[Stored data entries]
# # # # # # #

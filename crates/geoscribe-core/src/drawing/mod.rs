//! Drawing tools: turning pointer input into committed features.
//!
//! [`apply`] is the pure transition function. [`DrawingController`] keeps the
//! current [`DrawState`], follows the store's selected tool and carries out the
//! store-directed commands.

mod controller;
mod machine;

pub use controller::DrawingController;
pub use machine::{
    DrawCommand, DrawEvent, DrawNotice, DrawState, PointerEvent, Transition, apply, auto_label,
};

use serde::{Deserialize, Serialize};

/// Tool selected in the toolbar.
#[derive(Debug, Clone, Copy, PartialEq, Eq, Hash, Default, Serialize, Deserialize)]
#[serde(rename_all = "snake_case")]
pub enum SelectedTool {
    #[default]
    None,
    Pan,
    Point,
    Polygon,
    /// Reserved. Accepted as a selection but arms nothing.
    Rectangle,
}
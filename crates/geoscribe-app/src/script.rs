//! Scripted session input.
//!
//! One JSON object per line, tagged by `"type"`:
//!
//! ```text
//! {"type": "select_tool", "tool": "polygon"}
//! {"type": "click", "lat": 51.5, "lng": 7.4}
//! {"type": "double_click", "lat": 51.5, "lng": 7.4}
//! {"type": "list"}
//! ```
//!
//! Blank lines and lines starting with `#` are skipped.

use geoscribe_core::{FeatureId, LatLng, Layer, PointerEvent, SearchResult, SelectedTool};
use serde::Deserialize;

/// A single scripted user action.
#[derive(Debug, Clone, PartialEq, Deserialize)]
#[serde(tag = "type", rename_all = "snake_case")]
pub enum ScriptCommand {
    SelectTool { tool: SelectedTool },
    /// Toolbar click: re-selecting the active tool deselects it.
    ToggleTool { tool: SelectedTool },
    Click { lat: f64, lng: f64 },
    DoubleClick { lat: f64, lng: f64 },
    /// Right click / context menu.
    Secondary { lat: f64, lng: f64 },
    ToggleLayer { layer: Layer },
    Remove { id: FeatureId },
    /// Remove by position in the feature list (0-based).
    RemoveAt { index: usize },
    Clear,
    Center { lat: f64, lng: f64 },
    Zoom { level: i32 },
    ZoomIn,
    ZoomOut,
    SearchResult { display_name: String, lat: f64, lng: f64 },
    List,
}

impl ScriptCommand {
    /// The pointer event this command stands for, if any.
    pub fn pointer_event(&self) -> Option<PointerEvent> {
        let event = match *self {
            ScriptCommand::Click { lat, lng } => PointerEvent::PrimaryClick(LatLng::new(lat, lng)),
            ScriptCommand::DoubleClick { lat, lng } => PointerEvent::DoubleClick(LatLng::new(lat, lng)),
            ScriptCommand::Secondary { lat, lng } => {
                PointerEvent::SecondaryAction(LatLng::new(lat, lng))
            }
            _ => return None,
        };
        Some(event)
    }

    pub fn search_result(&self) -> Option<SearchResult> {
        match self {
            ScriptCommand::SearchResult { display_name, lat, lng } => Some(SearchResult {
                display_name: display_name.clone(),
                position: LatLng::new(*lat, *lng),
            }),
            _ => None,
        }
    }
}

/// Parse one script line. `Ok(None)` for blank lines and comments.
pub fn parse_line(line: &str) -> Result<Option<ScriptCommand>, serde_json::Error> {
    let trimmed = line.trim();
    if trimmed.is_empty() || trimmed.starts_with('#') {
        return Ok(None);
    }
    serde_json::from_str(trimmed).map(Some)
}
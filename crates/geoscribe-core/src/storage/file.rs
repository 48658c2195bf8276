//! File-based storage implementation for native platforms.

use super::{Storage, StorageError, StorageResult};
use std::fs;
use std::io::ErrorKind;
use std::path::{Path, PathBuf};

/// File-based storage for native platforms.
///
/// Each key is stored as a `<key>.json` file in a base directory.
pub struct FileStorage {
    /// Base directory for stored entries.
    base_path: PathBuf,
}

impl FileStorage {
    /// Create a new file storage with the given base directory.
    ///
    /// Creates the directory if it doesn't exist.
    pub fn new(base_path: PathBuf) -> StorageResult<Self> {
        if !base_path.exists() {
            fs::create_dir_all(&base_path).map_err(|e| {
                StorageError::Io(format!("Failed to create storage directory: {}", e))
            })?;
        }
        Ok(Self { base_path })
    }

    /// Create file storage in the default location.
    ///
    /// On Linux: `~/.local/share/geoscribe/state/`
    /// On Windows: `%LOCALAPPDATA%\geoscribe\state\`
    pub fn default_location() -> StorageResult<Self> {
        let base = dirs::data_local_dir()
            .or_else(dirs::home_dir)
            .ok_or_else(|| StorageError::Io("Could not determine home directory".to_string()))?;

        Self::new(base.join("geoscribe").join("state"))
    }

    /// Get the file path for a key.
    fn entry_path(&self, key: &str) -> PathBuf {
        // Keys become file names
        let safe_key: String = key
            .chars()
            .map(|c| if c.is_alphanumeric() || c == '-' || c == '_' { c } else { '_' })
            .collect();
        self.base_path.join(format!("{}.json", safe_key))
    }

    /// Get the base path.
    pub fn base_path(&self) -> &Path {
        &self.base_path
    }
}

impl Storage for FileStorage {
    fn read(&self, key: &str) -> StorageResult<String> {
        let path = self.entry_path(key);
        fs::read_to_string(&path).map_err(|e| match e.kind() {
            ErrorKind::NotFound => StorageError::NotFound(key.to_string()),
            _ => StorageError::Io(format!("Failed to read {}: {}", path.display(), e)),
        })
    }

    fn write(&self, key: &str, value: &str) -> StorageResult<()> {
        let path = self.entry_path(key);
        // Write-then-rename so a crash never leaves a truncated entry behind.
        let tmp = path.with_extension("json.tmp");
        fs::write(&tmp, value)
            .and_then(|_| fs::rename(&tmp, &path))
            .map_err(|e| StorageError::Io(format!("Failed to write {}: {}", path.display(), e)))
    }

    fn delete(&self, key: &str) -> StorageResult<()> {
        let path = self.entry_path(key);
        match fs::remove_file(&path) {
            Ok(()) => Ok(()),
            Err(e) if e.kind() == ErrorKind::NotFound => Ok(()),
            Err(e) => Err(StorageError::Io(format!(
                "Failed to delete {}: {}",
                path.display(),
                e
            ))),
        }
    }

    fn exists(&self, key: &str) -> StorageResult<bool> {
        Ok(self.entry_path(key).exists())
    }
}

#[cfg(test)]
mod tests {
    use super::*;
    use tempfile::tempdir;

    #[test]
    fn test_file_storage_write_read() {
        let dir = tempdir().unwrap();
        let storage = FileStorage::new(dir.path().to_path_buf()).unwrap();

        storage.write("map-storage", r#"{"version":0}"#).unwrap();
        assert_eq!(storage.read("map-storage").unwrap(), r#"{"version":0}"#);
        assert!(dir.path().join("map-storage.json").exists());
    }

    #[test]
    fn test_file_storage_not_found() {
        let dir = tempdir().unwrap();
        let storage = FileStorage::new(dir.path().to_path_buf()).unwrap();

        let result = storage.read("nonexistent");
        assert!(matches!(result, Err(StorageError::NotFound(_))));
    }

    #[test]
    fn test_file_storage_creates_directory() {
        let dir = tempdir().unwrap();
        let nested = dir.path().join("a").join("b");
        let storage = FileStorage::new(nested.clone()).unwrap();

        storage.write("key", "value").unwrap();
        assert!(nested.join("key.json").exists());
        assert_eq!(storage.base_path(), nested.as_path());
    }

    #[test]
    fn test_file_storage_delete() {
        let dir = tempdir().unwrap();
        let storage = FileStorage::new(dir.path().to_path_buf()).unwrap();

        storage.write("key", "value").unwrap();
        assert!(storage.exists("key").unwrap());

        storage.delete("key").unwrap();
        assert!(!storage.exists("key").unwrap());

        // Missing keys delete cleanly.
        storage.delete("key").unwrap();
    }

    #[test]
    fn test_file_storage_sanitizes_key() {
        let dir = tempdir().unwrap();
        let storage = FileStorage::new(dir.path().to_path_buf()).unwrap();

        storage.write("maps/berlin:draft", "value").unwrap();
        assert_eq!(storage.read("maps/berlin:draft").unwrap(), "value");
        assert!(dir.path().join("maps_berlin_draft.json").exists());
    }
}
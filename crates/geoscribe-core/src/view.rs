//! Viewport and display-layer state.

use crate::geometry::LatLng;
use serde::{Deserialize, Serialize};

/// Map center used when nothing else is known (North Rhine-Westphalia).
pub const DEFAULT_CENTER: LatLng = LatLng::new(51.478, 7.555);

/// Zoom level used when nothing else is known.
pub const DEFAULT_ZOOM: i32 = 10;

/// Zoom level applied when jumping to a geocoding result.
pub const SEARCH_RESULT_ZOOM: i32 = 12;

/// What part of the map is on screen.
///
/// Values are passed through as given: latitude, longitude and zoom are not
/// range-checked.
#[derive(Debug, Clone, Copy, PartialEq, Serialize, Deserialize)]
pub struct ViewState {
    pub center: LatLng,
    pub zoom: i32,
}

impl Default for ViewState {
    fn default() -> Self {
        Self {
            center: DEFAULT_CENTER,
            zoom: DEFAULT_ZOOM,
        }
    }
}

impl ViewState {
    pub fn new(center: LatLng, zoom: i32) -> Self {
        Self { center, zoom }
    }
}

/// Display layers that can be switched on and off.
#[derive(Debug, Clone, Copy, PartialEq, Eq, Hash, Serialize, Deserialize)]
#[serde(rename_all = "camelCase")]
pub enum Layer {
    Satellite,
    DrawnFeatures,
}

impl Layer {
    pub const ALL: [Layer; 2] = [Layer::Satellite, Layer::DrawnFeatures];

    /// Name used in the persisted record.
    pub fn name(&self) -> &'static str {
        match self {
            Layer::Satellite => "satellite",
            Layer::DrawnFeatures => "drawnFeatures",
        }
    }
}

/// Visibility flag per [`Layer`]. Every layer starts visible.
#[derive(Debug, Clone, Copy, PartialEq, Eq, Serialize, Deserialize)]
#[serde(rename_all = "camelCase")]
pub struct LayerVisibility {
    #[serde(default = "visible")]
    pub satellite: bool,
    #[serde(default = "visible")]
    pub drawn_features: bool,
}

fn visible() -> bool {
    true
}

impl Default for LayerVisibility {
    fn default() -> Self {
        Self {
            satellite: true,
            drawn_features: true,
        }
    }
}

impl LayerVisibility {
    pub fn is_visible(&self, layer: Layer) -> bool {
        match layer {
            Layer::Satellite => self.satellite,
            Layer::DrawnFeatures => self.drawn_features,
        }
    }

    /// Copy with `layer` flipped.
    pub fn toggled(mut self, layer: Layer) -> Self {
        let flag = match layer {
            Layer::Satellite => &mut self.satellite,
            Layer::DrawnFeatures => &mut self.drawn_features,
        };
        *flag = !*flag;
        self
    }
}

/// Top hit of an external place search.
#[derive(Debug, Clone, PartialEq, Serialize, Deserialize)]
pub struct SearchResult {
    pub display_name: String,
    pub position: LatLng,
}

# # # # # # #

**Exercise:** Reply with one number only: the count of lines in the entries that contain "input".

**The answer:** 2